**ACTION ITEM:** If a line in the entries below contains "ProbeError", copy it.

Saved data entries
· · · · · · ·

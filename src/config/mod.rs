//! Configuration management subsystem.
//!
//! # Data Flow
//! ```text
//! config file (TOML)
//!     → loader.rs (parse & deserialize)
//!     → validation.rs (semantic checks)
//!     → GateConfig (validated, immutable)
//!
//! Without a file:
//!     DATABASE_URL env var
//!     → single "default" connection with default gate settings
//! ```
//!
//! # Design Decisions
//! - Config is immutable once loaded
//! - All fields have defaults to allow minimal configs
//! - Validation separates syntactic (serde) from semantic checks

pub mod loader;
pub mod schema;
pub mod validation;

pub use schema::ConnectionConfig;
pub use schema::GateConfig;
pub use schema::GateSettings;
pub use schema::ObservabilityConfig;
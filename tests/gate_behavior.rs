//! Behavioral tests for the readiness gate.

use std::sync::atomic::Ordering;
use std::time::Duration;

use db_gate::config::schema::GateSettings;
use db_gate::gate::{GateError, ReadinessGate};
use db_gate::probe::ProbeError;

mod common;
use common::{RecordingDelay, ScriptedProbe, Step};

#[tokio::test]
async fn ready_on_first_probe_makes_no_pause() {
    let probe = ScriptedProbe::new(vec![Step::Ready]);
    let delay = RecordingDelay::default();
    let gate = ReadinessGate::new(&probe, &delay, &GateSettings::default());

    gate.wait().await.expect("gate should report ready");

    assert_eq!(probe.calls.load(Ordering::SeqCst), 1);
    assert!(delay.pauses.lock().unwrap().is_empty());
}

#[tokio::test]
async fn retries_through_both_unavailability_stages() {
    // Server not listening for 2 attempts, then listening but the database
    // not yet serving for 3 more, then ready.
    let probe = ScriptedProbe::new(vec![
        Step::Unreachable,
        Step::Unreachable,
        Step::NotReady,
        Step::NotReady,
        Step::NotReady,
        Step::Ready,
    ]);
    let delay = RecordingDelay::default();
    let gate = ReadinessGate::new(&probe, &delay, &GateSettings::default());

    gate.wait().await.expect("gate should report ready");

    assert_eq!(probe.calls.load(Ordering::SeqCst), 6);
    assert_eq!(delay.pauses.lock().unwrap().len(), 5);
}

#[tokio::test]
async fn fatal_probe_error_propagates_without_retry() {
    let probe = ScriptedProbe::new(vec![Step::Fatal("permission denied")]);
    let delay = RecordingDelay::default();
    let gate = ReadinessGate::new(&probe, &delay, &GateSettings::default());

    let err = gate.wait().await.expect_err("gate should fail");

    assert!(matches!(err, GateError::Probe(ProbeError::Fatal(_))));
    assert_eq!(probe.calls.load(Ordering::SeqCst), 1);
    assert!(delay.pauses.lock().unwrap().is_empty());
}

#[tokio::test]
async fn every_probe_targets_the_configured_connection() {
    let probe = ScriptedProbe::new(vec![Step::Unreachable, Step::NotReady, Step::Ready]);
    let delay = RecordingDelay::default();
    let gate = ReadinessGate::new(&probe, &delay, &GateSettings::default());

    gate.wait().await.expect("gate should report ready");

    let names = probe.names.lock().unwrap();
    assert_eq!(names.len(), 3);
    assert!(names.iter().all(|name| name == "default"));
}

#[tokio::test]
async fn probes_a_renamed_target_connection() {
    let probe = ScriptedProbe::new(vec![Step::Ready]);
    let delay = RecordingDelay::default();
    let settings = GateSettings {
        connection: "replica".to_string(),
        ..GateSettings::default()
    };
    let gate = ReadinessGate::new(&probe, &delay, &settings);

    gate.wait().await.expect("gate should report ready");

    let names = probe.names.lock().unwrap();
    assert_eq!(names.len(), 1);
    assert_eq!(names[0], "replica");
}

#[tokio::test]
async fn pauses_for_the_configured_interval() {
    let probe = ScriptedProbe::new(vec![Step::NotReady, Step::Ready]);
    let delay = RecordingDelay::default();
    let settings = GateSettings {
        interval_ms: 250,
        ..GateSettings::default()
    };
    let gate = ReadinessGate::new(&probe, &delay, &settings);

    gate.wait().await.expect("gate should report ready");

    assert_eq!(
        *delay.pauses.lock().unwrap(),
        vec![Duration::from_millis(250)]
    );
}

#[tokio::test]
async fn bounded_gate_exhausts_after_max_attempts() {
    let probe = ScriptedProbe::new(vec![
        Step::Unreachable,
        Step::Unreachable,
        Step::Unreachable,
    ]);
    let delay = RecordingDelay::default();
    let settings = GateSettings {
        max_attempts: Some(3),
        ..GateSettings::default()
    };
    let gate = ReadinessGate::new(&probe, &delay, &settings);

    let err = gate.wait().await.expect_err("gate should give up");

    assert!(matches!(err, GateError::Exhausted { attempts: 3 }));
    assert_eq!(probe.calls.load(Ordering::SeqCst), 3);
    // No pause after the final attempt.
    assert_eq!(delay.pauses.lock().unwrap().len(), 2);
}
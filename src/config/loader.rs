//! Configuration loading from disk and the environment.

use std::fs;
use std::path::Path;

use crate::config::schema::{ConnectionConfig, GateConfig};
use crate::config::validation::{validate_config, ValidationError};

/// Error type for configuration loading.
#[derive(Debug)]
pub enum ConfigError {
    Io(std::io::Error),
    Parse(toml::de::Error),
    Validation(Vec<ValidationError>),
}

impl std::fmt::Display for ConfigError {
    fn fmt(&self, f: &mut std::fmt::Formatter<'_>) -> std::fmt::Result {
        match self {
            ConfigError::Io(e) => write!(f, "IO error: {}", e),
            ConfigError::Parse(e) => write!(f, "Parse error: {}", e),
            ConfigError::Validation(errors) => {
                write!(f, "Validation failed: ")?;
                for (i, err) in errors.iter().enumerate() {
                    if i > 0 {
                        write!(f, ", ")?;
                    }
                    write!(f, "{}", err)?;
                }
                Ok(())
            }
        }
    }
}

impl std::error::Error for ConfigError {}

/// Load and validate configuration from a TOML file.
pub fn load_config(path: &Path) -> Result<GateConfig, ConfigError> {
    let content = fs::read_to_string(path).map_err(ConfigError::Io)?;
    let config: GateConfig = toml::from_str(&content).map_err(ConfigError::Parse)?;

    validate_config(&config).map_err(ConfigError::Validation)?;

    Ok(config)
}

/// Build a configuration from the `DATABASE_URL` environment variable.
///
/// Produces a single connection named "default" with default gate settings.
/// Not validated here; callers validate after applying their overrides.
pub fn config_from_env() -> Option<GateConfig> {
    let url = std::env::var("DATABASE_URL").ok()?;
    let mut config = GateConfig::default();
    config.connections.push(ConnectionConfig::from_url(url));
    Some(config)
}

· · · · · · ·

**OUTPUT FOR THIS EXERCISE:**
use db_gate::probe::ProbeError;
    assert!(matches!(err, GateError::Probe(ProbeError::Fatal(_))));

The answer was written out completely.